*** RAW DATA

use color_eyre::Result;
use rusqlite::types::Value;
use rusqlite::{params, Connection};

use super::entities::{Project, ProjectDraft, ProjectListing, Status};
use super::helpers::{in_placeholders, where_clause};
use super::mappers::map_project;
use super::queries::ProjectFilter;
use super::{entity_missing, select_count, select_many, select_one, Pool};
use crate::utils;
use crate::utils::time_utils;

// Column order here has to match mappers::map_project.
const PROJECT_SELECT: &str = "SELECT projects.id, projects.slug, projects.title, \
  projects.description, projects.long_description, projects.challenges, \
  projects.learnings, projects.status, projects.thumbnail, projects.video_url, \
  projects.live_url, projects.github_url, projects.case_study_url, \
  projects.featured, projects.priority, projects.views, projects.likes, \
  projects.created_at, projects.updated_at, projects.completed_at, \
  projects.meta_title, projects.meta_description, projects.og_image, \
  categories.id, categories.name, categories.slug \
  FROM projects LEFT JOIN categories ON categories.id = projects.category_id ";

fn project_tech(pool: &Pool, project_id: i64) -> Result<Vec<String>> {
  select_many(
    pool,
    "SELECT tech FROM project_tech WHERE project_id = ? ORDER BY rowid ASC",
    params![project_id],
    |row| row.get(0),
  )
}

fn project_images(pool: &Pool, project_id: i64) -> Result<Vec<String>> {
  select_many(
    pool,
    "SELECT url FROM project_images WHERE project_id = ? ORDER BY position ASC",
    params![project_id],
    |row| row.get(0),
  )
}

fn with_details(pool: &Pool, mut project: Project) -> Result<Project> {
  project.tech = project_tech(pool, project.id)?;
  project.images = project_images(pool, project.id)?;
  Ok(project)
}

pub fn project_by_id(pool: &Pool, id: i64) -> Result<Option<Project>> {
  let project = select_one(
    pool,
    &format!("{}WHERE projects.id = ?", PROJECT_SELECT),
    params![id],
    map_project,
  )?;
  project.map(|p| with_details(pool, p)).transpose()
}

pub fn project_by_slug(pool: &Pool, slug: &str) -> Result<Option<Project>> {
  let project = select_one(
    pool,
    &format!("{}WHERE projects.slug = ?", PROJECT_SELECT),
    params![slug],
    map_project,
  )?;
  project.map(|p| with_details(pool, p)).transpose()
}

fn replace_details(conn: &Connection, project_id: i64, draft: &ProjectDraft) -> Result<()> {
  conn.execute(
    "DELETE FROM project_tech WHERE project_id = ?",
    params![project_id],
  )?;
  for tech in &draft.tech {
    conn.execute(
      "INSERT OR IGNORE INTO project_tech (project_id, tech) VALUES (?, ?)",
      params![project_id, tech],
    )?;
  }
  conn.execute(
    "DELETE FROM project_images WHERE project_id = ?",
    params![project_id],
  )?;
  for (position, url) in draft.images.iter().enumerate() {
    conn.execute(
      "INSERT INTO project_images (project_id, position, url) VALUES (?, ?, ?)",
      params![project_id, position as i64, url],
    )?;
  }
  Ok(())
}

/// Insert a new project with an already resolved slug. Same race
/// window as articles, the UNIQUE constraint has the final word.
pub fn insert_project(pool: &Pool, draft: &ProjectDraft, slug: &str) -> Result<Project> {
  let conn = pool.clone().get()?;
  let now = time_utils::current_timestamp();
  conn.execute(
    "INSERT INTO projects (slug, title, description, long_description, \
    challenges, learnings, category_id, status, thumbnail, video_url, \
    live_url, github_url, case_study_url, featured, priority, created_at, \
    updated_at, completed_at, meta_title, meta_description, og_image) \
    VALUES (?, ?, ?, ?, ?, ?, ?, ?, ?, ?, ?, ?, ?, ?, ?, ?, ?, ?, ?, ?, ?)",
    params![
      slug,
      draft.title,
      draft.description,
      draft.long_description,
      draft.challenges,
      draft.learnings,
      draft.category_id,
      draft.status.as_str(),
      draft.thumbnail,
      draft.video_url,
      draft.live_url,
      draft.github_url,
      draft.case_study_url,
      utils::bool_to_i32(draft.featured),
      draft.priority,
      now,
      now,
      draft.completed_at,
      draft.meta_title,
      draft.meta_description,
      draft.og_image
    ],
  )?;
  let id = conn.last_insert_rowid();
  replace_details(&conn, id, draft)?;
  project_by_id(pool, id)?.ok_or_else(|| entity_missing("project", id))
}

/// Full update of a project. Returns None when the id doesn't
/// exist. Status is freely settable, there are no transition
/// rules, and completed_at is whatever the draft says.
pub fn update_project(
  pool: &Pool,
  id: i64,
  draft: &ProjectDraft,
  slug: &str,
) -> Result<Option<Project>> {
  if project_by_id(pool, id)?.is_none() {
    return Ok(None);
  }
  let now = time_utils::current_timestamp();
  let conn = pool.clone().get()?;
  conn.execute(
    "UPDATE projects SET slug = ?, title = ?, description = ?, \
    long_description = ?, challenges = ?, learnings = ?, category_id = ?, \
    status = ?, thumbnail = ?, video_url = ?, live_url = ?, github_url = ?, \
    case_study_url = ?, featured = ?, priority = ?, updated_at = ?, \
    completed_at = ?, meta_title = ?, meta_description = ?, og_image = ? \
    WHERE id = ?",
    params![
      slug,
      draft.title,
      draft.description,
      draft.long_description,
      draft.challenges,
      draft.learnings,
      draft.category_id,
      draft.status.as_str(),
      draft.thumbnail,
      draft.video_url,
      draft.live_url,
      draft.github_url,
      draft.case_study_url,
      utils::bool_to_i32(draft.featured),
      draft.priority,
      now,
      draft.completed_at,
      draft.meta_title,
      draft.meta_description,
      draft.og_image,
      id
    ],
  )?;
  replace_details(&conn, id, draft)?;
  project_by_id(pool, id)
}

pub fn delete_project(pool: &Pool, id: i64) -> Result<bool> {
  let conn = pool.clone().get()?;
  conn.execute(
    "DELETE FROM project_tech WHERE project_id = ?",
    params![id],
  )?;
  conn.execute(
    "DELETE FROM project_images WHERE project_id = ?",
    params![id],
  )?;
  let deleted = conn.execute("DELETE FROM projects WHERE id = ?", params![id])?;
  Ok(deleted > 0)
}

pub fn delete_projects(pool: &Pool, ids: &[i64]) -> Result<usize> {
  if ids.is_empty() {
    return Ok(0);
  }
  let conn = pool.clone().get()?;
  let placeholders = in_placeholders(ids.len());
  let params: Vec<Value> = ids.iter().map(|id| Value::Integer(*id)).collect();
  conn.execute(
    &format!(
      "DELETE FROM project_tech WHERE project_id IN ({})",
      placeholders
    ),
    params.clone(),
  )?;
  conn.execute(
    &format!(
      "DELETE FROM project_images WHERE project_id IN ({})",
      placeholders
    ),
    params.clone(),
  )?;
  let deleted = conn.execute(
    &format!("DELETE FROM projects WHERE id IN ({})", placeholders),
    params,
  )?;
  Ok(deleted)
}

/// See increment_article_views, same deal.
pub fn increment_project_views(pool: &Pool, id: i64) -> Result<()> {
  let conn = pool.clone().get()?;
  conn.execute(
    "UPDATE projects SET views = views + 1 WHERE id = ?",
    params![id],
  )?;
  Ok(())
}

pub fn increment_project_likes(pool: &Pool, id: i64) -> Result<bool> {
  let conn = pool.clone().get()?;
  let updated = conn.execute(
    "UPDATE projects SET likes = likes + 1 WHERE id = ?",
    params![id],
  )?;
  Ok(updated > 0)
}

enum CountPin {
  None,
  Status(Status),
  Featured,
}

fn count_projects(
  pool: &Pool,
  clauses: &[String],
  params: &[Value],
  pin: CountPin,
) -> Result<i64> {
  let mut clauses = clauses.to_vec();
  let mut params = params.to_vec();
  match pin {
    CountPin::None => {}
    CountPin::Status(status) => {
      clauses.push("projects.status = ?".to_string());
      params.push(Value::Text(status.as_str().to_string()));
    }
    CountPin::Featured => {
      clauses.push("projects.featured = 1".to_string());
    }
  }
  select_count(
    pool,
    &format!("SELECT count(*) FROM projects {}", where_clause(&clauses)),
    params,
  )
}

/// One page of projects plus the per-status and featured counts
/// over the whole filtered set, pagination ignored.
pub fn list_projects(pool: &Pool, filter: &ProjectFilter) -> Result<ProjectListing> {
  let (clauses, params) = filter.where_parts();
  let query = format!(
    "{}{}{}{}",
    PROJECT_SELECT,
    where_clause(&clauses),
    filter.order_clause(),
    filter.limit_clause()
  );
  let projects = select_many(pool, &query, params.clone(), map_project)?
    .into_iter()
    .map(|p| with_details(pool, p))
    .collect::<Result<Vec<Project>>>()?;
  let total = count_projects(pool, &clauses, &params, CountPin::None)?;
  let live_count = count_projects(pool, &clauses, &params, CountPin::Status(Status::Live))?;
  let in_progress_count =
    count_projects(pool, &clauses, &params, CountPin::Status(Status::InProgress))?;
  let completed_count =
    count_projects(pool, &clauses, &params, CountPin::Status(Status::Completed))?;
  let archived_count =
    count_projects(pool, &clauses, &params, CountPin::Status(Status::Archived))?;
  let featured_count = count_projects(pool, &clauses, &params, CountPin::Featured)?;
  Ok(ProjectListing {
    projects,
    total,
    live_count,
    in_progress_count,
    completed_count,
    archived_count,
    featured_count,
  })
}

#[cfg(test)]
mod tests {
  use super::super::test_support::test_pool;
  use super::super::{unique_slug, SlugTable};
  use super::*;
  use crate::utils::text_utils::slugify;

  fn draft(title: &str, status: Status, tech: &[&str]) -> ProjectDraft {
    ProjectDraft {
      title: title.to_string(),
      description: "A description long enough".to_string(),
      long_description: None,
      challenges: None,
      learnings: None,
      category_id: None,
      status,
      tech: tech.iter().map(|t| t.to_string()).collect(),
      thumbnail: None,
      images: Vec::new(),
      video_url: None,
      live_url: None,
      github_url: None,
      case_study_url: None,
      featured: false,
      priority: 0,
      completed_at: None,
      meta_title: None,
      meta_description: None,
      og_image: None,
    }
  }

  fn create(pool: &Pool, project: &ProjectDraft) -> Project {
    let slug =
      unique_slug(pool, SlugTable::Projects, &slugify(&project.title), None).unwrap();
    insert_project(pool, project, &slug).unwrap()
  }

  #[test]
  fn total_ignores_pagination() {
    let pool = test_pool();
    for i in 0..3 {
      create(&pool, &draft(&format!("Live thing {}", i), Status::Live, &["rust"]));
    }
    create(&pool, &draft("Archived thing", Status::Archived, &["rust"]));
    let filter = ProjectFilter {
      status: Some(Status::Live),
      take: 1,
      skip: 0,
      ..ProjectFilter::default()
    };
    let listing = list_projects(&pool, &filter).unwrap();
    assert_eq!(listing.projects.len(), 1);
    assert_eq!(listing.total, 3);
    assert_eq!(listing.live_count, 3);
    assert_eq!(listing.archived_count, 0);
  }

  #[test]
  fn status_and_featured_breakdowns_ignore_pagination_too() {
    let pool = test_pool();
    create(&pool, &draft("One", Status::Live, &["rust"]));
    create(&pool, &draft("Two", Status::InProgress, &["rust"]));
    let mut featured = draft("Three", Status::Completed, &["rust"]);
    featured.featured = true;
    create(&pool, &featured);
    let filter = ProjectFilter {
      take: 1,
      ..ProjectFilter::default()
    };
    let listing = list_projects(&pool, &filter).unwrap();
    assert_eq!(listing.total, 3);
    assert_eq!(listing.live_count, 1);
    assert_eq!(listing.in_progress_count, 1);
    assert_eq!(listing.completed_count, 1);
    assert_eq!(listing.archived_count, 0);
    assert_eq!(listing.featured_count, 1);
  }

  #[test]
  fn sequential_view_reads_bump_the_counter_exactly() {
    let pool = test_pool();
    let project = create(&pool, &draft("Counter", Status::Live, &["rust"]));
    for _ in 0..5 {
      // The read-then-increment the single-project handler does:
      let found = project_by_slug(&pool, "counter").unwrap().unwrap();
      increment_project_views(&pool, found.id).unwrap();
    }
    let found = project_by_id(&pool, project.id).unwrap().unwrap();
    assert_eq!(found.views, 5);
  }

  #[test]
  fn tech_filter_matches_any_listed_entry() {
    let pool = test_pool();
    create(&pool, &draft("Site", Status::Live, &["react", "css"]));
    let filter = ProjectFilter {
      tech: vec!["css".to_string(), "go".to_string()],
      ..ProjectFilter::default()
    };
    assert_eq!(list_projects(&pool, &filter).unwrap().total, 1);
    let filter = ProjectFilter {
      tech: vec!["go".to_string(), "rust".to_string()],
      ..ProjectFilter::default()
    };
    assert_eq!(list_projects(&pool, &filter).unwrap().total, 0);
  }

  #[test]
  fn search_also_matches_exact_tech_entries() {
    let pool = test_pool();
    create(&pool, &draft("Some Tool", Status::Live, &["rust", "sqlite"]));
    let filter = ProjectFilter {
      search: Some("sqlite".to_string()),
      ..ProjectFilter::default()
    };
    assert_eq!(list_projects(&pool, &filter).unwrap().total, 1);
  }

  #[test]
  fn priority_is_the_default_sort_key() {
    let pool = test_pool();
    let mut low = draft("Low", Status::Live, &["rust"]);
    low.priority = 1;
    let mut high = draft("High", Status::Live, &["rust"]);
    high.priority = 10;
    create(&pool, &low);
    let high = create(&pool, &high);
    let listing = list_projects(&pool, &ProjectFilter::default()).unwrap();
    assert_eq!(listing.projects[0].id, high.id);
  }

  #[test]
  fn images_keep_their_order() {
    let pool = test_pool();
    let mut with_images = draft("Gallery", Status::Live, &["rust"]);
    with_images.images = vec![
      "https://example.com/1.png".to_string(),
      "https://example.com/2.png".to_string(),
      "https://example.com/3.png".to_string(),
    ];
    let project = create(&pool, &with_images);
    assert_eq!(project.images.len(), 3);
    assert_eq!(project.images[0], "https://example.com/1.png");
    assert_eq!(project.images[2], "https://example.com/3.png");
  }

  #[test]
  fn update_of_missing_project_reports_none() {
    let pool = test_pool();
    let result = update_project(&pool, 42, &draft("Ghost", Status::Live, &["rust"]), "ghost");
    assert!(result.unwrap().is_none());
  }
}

******

From the first line of the entries above to the line with "use super::queries::ProjectFilter;", please return every line exactly, keeping both ends.

use color_eyre::Result;
use rusqlite::types::Value;
use rusqlite::{params, Connection};

use super::entities::{Project, ProjectDraft, ProjectListing, Status};
use super::helpers::{in_placeholders, where_clause};
use super::mappers::map_project;
use super::queries::ProjectFilter;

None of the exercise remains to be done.